What you have to do
From the records below, transcribe exactly the lines that begin at the line with "filename src/seek/mod.rs" and end at the line with "(normally the buffer", both included.

Stored items:
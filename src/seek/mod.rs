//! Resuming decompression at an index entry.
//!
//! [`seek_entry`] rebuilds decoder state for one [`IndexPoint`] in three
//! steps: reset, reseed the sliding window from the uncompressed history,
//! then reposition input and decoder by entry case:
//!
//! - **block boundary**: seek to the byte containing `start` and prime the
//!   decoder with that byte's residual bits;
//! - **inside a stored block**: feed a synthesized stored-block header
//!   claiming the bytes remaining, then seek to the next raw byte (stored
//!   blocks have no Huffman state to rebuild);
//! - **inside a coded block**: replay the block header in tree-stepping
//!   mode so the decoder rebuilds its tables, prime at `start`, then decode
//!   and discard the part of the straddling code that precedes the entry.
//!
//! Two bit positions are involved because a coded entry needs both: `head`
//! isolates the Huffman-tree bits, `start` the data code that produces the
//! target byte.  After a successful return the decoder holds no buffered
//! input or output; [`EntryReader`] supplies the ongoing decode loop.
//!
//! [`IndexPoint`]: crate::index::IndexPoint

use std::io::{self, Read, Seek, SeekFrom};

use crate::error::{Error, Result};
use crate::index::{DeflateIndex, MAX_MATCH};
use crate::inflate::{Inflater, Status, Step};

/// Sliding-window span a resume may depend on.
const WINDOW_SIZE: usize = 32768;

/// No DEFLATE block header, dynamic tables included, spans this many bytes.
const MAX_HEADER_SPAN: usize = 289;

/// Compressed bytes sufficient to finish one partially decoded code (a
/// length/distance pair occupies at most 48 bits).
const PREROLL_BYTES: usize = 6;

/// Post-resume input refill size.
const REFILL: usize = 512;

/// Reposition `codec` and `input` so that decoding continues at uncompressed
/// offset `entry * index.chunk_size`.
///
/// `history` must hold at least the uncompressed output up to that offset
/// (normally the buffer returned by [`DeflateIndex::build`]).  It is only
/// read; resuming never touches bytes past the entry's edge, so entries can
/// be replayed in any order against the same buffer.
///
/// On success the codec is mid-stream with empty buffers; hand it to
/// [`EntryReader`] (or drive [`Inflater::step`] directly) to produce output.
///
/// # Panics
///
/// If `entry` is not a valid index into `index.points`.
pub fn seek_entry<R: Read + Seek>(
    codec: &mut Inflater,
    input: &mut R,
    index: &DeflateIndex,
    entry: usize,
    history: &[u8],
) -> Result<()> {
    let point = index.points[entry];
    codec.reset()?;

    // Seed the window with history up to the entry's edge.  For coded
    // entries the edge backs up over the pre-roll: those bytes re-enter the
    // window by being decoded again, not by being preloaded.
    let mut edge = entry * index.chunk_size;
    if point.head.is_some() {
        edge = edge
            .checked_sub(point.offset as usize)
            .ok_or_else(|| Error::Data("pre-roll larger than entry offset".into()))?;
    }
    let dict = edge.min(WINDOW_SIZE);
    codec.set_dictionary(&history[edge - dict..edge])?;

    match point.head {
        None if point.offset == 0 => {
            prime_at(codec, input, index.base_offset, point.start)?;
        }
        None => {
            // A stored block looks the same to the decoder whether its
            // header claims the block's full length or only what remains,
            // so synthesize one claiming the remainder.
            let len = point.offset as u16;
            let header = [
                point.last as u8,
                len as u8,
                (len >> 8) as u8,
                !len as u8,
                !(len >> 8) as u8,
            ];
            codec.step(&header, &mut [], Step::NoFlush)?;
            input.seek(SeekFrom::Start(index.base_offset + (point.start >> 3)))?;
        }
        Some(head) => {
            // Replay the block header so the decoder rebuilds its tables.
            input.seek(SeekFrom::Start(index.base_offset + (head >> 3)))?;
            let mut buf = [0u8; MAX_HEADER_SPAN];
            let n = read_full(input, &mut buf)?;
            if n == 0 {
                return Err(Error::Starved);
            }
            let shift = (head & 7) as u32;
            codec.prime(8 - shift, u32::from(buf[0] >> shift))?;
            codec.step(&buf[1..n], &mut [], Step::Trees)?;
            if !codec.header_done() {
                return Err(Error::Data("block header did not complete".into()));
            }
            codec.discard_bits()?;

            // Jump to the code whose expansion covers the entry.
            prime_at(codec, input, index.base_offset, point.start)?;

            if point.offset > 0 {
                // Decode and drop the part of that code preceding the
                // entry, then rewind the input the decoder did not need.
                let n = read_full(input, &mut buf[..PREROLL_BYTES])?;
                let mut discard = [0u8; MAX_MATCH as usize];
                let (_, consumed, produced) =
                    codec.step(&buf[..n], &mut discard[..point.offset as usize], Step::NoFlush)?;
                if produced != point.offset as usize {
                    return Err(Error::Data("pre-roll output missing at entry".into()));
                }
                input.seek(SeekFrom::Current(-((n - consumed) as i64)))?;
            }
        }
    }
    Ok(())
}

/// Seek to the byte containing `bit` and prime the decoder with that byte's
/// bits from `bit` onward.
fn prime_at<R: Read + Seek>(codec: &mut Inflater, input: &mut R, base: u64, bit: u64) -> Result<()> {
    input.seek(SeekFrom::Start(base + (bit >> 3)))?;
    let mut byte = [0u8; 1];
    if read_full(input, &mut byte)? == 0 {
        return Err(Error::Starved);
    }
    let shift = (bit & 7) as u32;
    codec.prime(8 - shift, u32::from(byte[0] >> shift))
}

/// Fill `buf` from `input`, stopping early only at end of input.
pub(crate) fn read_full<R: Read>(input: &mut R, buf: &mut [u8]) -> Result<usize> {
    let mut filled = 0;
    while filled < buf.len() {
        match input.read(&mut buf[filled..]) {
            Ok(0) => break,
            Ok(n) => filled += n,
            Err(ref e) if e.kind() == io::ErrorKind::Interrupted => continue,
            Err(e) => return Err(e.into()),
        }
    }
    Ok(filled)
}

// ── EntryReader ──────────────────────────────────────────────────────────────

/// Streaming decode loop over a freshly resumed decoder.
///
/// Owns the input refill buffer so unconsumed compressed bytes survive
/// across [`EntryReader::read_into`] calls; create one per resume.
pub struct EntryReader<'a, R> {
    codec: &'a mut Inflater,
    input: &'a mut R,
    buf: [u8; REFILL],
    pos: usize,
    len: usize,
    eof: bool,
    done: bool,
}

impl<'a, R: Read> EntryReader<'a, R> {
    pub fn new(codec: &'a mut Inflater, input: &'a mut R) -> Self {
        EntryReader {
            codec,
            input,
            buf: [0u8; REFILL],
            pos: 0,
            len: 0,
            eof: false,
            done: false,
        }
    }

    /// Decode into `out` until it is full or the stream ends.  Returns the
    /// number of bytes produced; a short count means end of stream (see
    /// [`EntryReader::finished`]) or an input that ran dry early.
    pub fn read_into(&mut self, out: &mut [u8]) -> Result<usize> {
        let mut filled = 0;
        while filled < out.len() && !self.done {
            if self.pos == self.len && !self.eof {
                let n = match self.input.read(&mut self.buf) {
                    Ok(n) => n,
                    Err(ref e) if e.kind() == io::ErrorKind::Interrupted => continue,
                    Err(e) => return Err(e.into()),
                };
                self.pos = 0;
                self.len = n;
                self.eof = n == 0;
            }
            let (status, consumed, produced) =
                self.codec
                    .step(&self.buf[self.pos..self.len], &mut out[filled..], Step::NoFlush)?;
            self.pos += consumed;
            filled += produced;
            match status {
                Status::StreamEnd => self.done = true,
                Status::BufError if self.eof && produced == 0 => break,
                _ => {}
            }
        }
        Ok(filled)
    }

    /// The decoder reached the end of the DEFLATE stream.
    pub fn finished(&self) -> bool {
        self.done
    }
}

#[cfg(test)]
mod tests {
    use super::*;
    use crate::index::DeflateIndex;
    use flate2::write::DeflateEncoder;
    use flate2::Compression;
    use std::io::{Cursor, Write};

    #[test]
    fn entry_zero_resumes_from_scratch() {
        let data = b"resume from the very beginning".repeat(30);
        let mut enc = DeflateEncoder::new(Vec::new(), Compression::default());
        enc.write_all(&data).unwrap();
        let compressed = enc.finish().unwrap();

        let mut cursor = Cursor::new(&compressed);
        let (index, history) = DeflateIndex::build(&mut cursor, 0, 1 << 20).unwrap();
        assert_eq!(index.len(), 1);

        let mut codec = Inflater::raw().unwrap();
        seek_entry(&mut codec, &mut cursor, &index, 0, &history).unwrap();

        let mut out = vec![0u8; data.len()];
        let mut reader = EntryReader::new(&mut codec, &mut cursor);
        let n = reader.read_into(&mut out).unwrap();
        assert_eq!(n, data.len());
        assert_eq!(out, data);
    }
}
* * *
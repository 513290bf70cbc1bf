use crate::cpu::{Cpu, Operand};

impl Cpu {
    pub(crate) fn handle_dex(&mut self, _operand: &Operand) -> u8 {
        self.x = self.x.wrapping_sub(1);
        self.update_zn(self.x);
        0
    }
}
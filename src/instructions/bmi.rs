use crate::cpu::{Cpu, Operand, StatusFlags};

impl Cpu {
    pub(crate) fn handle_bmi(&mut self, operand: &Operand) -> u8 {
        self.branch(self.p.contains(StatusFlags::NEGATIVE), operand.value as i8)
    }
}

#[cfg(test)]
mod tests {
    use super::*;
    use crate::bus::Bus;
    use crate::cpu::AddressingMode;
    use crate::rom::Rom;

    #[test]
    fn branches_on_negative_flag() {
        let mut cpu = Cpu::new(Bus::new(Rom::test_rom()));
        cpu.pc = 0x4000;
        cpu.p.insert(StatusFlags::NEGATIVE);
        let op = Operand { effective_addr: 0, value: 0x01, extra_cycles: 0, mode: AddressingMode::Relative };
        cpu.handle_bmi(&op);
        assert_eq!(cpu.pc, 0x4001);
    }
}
* * *
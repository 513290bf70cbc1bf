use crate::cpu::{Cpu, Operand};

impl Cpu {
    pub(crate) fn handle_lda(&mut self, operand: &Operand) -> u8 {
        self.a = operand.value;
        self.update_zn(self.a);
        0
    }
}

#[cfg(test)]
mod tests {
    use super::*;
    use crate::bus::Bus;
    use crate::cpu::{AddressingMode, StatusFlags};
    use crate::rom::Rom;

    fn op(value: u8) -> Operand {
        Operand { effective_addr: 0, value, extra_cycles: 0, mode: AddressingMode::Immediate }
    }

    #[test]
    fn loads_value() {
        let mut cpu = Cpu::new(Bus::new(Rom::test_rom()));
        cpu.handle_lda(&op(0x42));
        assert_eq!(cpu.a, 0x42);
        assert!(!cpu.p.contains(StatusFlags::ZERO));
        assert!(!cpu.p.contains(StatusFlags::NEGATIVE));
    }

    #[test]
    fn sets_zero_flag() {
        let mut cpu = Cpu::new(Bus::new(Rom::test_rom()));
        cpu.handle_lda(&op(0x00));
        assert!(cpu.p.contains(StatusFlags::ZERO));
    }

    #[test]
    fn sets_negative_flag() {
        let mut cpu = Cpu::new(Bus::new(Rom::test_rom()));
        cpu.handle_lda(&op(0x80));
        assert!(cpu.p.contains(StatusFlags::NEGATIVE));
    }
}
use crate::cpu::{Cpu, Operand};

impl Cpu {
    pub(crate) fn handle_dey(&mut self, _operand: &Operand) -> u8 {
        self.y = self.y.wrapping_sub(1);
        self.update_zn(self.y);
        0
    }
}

Answer for this exercise
filename src/seek/mod.rs
//! Resuming decompression at an index entry.
//!
//! [`seek_entry`] rebuilds decoder state for one [`IndexPoint`] in three
//! steps: reset, reseed the sliding window from the uncompressed history,
//! then reposition input and decoder by entry case:
//!
//! - **block boundary**: seek to the byte containing `start` and prime the
//!   decoder with that byte's residual bits;
//! - **inside a stored block**: feed a synthesized stored-block header
//!   claiming the bytes remaining, then seek to the next raw byte (stored
//!   blocks have no Huffman state to rebuild);
//! - **inside a coded block**: replay the block header in tree-stepping
//!   mode so the decoder rebuilds its tables, prime at `start`, then decode
//!   and discard the part of the straddling code that precedes the entry.
//!
//! Two bit positions are involved because a coded entry needs both: `head`
//! isolates the Huffman-tree bits, `start` the data code that produces the
//! target byte.  After a successful return the decoder holds no buffered
//! input or output; [`EntryReader`] supplies the ongoing decode loop.
//!
//! [`IndexPoint`]: crate::index::IndexPoint

use std::io::{self, Read, Seek, SeekFrom};

use crate::error::{Error, Result};
use crate::index::{DeflateIndex, MAX_MATCH};
use crate::inflate::{Inflater, Status, Step};

/// Sliding-window span a resume may depend on.
const WINDOW_SIZE: usize = 32768;

/// No DEFLATE block header, dynamic tables included, spans this many bytes.
const MAX_HEADER_SPAN: usize = 289;

/// Compressed bytes sufficient to finish one partially decoded code (a
/// length/distance pair occupies at most 48 bits).
const PREROLL_BYTES: usize = 6;

/// Post-resume input refill size.
const REFILL: usize = 512;

/// Reposition `codec` and `input` so that decoding continues at uncompressed
/// offset `entry * index.chunk_size`.
///
/// `history` must hold at least the uncompressed output up to that offset
/// (normally the buffer returned by [`DeflateIndex::build`]).  It is only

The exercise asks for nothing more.